EXERCISE DETAILS: Which lines in the records below include the word "cars"? Report each of them in full.

##### RECORD SET #####

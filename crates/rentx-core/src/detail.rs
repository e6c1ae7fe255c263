//! Car detail refresh: a live side read that hydrates the replica.
//!
//! Independent of sync rounds. A failed or skipped fetch falls back to the
//! cached projection. Only cars already in the replica are written back;
//! the replica's membership is decided by pulls alone.

use crate::connectivity::ConnectivityMonitor;
use crate::error::Result;
use crate::models::Car;
use crate::remote::RemoteGateway;
use crate::store::LocalStore;

/// Where a displayed car came from
#[derive(Debug, Clone, Copy, PartialEq, Eq)]
pub enum DetailSource {
    /// Fetched just now and written to the replica
    Live,
    /// Served from the replica
    Cached,
}

#[derive(Debug, Clone, PartialEq)]
pub struct CarDetail {
    pub car: Car,
    pub source: DetailSource,
}

pub struct DetailRefresher<G> {
    store: LocalStore,
    gateway: G,
    connectivity: ConnectivityMonitor,
}

impl<G: RemoteGateway> DetailRefresher<G> {
    pub const fn new(store: LocalStore, gateway: G, connectivity: ConnectivityMonitor) -> Self {
        Self {
            store,
            gateway,
            connectivity,
        }
    }

    /// Show a car, fetching its full detail first when online
    ///
    /// Returns `None` only when the car is neither cached nor fetchable.
    /// Gateway failures are logged, never surfaced.
    pub async fn show(&self, car_id: &str) -> Result<Option<CarDetail>> {
        if self.connectivity.is_connected() {
            match self.gateway.fetch_detail(car_id).await {
                Ok(car) => {
                    self.store.hydrate_car(&car).await?;
                    return Ok(Some(CarDetail {
                        car,
                        source: DetailSource::Live,
                    }));
                }
                Err(error) => {
                    tracing::warn!("Detail fetch for car {} failed: {}", car_id, error);
                }
            }
        }

        let cached = self.store.collection::<Car>().find(car_id).await?;
        Ok(cached.map(|car| CarDetail {
            car,
            source: DetailSource::Cached,
        }))
    }
}

#[cfg(test)]
mod tests {
    use std::sync::Arc;

    use super::*;
    use crate::connectivity::Connectivity;
    use crate::models::car::fixtures::car;
    use crate::models::{Accessory, ChangeSet, Checkpoint, TableChanges};
    use crate::sync::testing::FakeGateway;
    use pretty_assertions::assert_eq;

    fn detailed(id: &str) -> Car {
        Car {
            accessories: Some(vec![Accessory {
                id: format!("{id}-speed"),
                kind: "speed".to_string(),
                name: "235 km/h".to_string(),
            }]),
            ..car(id, "Audi RS 5")
        }
    }

    async fn store_with(cars: Vec<Car>) -> LocalStore {
        let store = LocalStore::open_in_memory().unwrap();
        let changes = ChangeSet {
            cars: TableChanges {
                created: cars,
                ..TableChanges::default()
            },
            ..ChangeSet::default()
        };
        store.apply_changes(&changes, Checkpoint::new(1)).await.unwrap();
        store
    }

    #[tokio::test(flavor = "multi_thread")]
    async fn online_fetch_hydrates_the_replica() {
        let store = store_with(vec![car("car-a", "Audi RS 5")]).await;
        let gateway = Arc::new(FakeGateway::new());
        gateway.add_detail(detailed("car-a"));
        let refresher = DetailRefresher::new(
            store.clone(),
            Arc::clone(&gateway),
            ConnectivityMonitor::new(Connectivity::Connected),
        );

        let detail = refresher.show("car-a").await.unwrap().unwrap();

        assert_eq!(detail.source, DetailSource::Live);
        let cached = store.collection::<Car>().find("car-a").await.unwrap().unwrap();
        assert_eq!(cached.accessories.unwrap().len(), 1);
        assert_eq!(store.checkpoint().await.unwrap(), Checkpoint::new(1));
    }

    #[tokio::test(flavor = "multi_thread")]
    async fn live_detail_of_uncached_car_is_not_stored() {
        let store = LocalStore::open_in_memory().unwrap();
        let gateway = Arc::new(FakeGateway::new());
        gateway.add_detail(detailed("car-a"));
        let refresher = DetailRefresher::new(
            store.clone(),
            Arc::clone(&gateway),
            ConnectivityMonitor::new(Connectivity::Connected),
        );

        let detail = refresher.show("car-a").await.unwrap().unwrap();

        assert_eq!(detail.source, DetailSource::Live);
        assert!(store.collection::<Car>().find("car-a").await.unwrap().is_none());
    }

    #[tokio::test(flavor = "multi_thread")]
    async fn offline_serves_cache_without_network() {
        let store = store_with(vec![car("car-a", "Audi RS 5")]).await;
        let gateway = Arc::new(FakeGateway::new());
        let refresher = DetailRefresher::new(
            store,
            Arc::clone(&gateway),
            ConnectivityMonitor::new(Connectivity::Disconnected),
        );

        let detail = refresher.show("car-a").await.unwrap().unwrap();

        assert_eq!(detail.source, DetailSource::Cached);
        assert_eq!(detail.car.name, "Audi RS 5");
        assert_eq!(gateway.detail_calls(), 0);
    }

    #[tokio::test(flavor = "multi_thread")]
    async fn failed_fetch_falls_back_to_cache() {
        let store = store_with(vec![car("car-a", "Audi RS 5")]).await;
        let gateway = Arc::new(FakeGateway::new());
        let refresher = DetailRefresher::new(
            store,
            Arc::clone(&gateway),
            ConnectivityMonitor::new(Connectivity::Connected),
        );

        let detail = refresher.show("car-a").await.unwrap().unwrap();

        assert_eq!(detail.source, DetailSource::Cached);
        assert_eq!(gateway.detail_calls(), 1);
    }

    #[tokio::test(flavor = "multi_thread")]
    async fn unknown_car_offline_is_none() {
        let store = LocalStore::open_in_memory().unwrap();
        let refresher = DetailRefresher::new(
            store,
            Arc::new(FakeGateway::new()),
            ConnectivityMonitor::default(),
        );

        assert!(refresher.show("missing").await.unwrap().is_none());
    }
}
//! Client configuration shared by every front end.
//!
//! Stored as JSON; selected fields can be overridden from the environment.

use std::path::{Path, PathBuf};
use std::time::Duration;

use serde::{Deserialize, Serialize};

use crate::error::{Error, Result};
use crate::util::{is_http_url, normalize_text_option};

pub const CONFIG_FILE_NAME: &str = "rentx-config.json";

pub const ENV_API_URL: &str = "RENTX_API_URL";
pub const ENV_ACCESS_TOKEN: &str = "RENTX_ACCESS_TOKEN";
pub const ENV_DB_PATH: &str = "RENTX_DB_PATH";

const DEFAULT_REQUEST_TIMEOUT_SECS: u64 = 10;
const DEFAULT_PROBE_INTERVAL_SECS: u64 = 15;

#[derive(Debug, Clone, Serialize, Deserialize, PartialEq, Eq)]
pub struct ClientConfig {
    #[serde(default)]
    pub api_base_url: Option<String>,
    #[serde(default = "default_request_timeout_secs")]
    pub request_timeout_secs: u64,
    #[serde(default = "default_probe_interval_secs")]
    pub probe_interval_secs: u64,
    #[serde(default = "default_sync_on_start")]
    pub sync_on_start: bool,
    #[serde(default)]
    pub db_path: Option<PathBuf>,
    /// Bearer token issued by the auth service; never logged
    #[serde(default)]
    pub access_token: Option<String>,
}

const fn default_request_timeout_secs() -> u64 {
    DEFAULT_REQUEST_TIMEOUT_SECS
}

const fn default_probe_interval_secs() -> u64 {
    DEFAULT_PROBE_INTERVAL_SECS
}

const fn default_sync_on_start() -> bool {
    true
}

impl Default for ClientConfig {
    fn default() -> Self {
        Self {
            api_base_url: None,
            request_timeout_secs: DEFAULT_REQUEST_TIMEOUT_SECS,
            probe_interval_secs: DEFAULT_PROBE_INTERVAL_SECS,
            sync_on_start: true,
            db_path: None,
            access_token: None,
        }
    }
}

impl ClientConfig {
    /// Load from `path`; a missing file yields the defaults
    pub fn load_from_path(path: &Path) -> Result<Self> {
        if !path.exists() {
            return Ok(Self::default());
        }

        let raw = std::fs::read_to_string(path)?;
        let mut config = serde_json::from_str::<Self>(&raw)?;
        config.normalize();
        Ok(config)
    }

    pub fn save_to_path(&self, path: &Path) -> Result<()> {
        if let Some(parent) = path.parent() {
            std::fs::create_dir_all(parent)?;
        }

        let mut normalized = self.clone();
        normalized.normalize();
        let serialized = serde_json::to_string_pretty(&normalized)?;
        std::fs::write(path, serialized)?;
        Ok(())
    }

    /// Apply `RENTX_*` overrides from the process environment
    pub fn apply_env_overrides(&mut self) {
        self.apply_overrides(|key| std::env::var(key).ok());
    }

    /// Apply overrides from `lookup`; blank values are ignored
    pub fn apply_overrides(&mut self, lookup: impl Fn(&str) -> Option<String>) {
        if let Some(url) = normalize_text_option(lookup(ENV_API_URL)) {
            self.api_base_url = Some(url);
        }
        if let Some(token) = normalize_text_option(lookup(ENV_ACCESS_TOKEN)) {
            self.access_token = Some(token);
        }
        if let Some(path) = normalize_text_option(lookup(ENV_DB_PATH)) {
            self.db_path = Some(PathBuf::from(path));
        }
    }

    /// Validated API base URL without a trailing slash
    pub fn api_base_url(&self) -> Result<String> {
        let url = normalize_text_option(self.api_base_url.clone()).ok_or_else(|| {
            Error::InvalidInput(format!(
                "API base URL is not configured; set api_base_url or {ENV_API_URL}"
            ))
        })?;
        if !is_http_url(&url) {
            return Err(Error::InvalidInput(format!(
                "API base URL must include http:// or https://: {url}"
            )));
        }
        Ok(url.trim_end_matches('/').to_string())
    }

    pub fn access_token(&self) -> Option<String> {
        normalize_text_option(self.access_token.clone())
    }

    pub const fn request_timeout(&self) -> Duration {
        Duration::from_secs(self.request_timeout_secs)
    }

    pub const fn probe_interval(&self) -> Duration {
        Duration::from_secs(self.probe_interval_secs)
    }

    fn normalize(&mut self) {
        self.api_base_url = normalize_text_option(self.api_base_url.clone())
            .map(|url| url.trim_end_matches('/').to_string());
        self.access_token = normalize_text_option(self.access_token.clone());
        if self.request_timeout_secs == 0 {
            self.request_timeout_secs = DEFAULT_REQUEST_TIMEOUT_SECS;
        }
        if self.probe_interval_secs == 0 {
            self.probe_interval_secs = DEFAULT_PROBE_INTERVAL_SECS;
        }
    }
}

#####

RESULT:
//! cached projection. Only cars already in the replica are written back;
    async fn store_with(cars: Vec<Car>) -> LocalStore {
            cars: TableChanges {
                created: cars,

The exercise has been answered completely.